Genome Size: Mtb’s genome consists of 4.4 million base pairs, far larger than other respiratory bacteria like Staphylococcus aureus (2.8 million) and Streptococcus pneumoniae (1.9-2.7 million). This extensive genome enables Mtb to produce a wide variety of proteins to evade immune defenses.
What is Multidrug-Resistant TB (MDR-TB):
- In MDR-TB, the bacteria that cause TB develop resistance to antimicrobial drugs used to cure the disease.
- MDR-TB does not respond to at least isoniazid and rifampicin, the 2 most powerful anti-TB drugs.
- Treatment options for MDR-TB are limited and expensive.
About Antimicrobial Resistance (AMR):
- Increasing antimicrobial resistance (AMR) in Mtb is undermining the effectiveness of existing treatments. Researchers are urgently working to develop new antibiotics that can combat resistant strains.
- Antimicrobial Resistance (AMR) is the ability of a microbe to resist the effects of medication previously used to treat them. It is also known as antibiotic resistance.
- As a result, the medicines become ineffective and infections persist in the body.
- The WHO defines antimicrobial resistance as a microorganism’s resistance to an antimicrobial drug that was once able to treat an infection by that microorganism.
- The resistance to antimicrobials is a natural biological phenomenon. However, the misuse and overuse of antibiotics accelerates the development of AMR.
- Microbial resistance to antibiotics has made it harder to treat infections such as pneumonia, tuberculosis (TB), blood poisoning (septicaemia) and several food-borne diseases.

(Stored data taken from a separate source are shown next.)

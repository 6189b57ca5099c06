mod error;
mod data_types;
mod rank_index;
mod expiry;
mod traits;
mod hash_ops;
mod list_ops;
mod set_ops;
mod zset_ops;
mod store_core;
mod store_manager;

pub use error::{StoreError, StoreResult};
pub use data_types::{normalize_index, normalize_range, DataType, HashValue, Kind, SortedSetValue};
pub use expiry::{now_ms, ExpiryManager};
pub use traits::{
    HashOperations, KeyOperations, ListOperations, SetOperations, SortedSetOperations,
};
pub use set_ops::SetAlgebra;
pub use store_core::Store;
pub use store_manager::{ExpirySweeper, StoreManager};
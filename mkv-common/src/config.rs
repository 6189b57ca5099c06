use config::{Config, ConfigError, Environment, File};
use serde::Deserialize;
use std::fs;
use std::path::Path;
use std::time::Duration;

/// 默认配置文件内容，首次启动时写入 `config/default.toml`
pub const DEFAULT_CONFIG: &str = r#"[server]
# 服务器IP地址
host = "127.0.0.1"
# 服务器监听端口
port = 6379

[storage]
# 键空间分片数量，1 表示单一全局锁
shards = 16

[expiry]
# 是否启用后台主动过期清理
active_expiry = true
# 清理间隔(毫秒)
sweep_interval_ms = 5000
# 每个分片每次最多清理的键数
sweep_batch = 200

[logging]
# 日志文件路径
log_file = "logs/server.log"
# 日志级别: "error", "warn", "info", "debug", "trace"
level = "info"
"#;

#[derive(Debug, Clone, Deserialize)]
pub struct ServerConfig {
    pub host: String,
    pub port: u16,
}

#[derive(Debug, Clone, Deserialize)]
pub struct StorageConfig {
    pub shards: usize,
}

#[derive(Debug, Clone, Deserialize)]
pub struct ExpiryConfig {
    pub active_expiry: bool,
    pub sweep_interval_ms: u64,
    pub sweep_batch: usize,
}

impl ExpiryConfig {
    pub fn sweep_interval(&self) -> Duration {
        Duration::from_millis(self.sweep_interval_ms.max(1))
    }
}

#[derive(Debug, Clone, Deserialize)]
pub struct LoggingConfig {
    pub log_file: String,
    pub level: String,
}

#[derive(Debug, Clone, Deserialize)]
pub struct Settings {
    pub server: ServerConfig,
    pub storage: StorageConfig,
    pub expiry: ExpiryConfig,
    pub logging: LoggingConfig,
}

impl Settings {
    /// 读取 `config/default.toml`，文件不存在时先写入默认配置
    pub fn new() -> Result<Self, ConfigError> {
        let default_config_path = Path::new("config").join("default.toml");
        Self::ensure_default_file(&default_config_path)?;
        Self::from_file(&default_config_path)
    }

    /// 从指定文件加载，`MKV__SECTION__KEY` 形式的环境变量优先
    pub fn from_file(path: &Path) -> Result<Self, ConfigError> {
        let settings = Config::builder()
            .add_source(File::from_str(DEFAULT_CONFIG, config::FileFormat::Toml))
            .add_source(File::from(path))
            .add_source(
                Environment::with_prefix("MKV")
                    .separator("__")
                    .try_parsing(true),
            )
            .build()?;

        settings.try_deserialize()
    }

    /// 仅使用内置默认值
    pub fn defaults() -> Result<Self, ConfigError> {
        Config::builder()
            .add_source(File::from_str(DEFAULT_CONFIG, config::FileFormat::Toml))
            .build()?
            .try_deserialize()
    }

    fn ensure_default_file(path: &Path) -> Result<(), ConfigError> {
        if path.exists() {
            return Ok(());
        }
        if let Some(dir) = path.parent() {
            fs::create_dir_all(dir)
                .map_err(|e| ConfigError::Message(format!("无法创建配置目录: {}", e)))?;
        }
        fs::write(path, DEFAULT_CONFIG)
            .map_err(|e| ConfigError::Message(format!("无法写入配置文件: {}", e)))
    }
}
pub mod store;
pub mod config;
pub mod command;
pub mod logger;

// 重新导出常用类型，方便服务端使用
pub use store::{Store, StoreError, StoreManager};
pub use command::{Command, CommandError, CommandHandler, Reply};
pub use config::Settings;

Coevolution of Mtb and Humans
The Mtb pathogen has coexisted with humans for millennia. Evidence suggests that the Mtb complex has been present for over 70,000 years, giving the bacteria ample time to adapt to human biology.
Macrophage Invasion: Mtb primarily infects macrophages, the body’s first line of defense against invading pathogens. Macrophages usually destroy microbes through oxidative stress, but Mtb has evolved to survive and multiply inside them.
About Macrophage:
- Macrophages are a type of white blood cell (phagocyte) crucial for the innate immune response.
- Phagocytosis: They engulf and digest foreign particles, bacteria, and dead or damaged cells through phagocytosis.
- Found in nearly all tissues, they are especially abundant in areas like the lungs, liver (Kupffer cells), brain (microglia), and spleen.
- Derived from monocytes, a type of white blood cell, which transform into macrophages when they migrate from the blood into tissues.
- They initiate oxidative stress reactions involving peroxides and free radicals to destroy pathogens, including bacteria, viruses, and fungi.
- Macrophages present antigens to T-cells, helping trigger the adaptive immune response.
- TB Survival Mechanism: In tuberculosis, Mycobacterium tuberculosis can evade macrophage defense, surviving and multiplying within the cells by forming protective clusters.
- Macrophages can survive for weeks to months in tissues, continuing their protective and regulatory roles.
About Cysteine Synthase Enzymes:
- Researchers at CCMB identified that two enzymes, CysK2 and CysM, are crucial for Mtb’s survival during nutrient deficiency and oxidative stress. When these enzymes were disabled, Mtb’s ability to produce antioxidants was impaired, reducing its survival.
- Cysteine and Antioxidant Defense: One group of proteins of particular interest is cysteine synthase enzymes. These enzymes are responsible for synthesizing cysteine, a sulfur-containing amino acid crucial for producing antioxidants. Antioxidants disrupt oxidative stress, allowing Mtb to survive in macrophages.
- Cysteine is essential for producing antioxidants like glutathione, which help protect cells from oxidative stress.
- In Mycobacterium tuberculosis, cysteine synthases aid in surviving hostile environments by countering oxidative damage.
- Common types include CysK and CysM, which are involved in different pathways for cysteine biosynthesis.
- These enzymes are potential targets for antibiotics, as humans lack cysteine synthase, making bacterial inhibitors promising for TB treatment.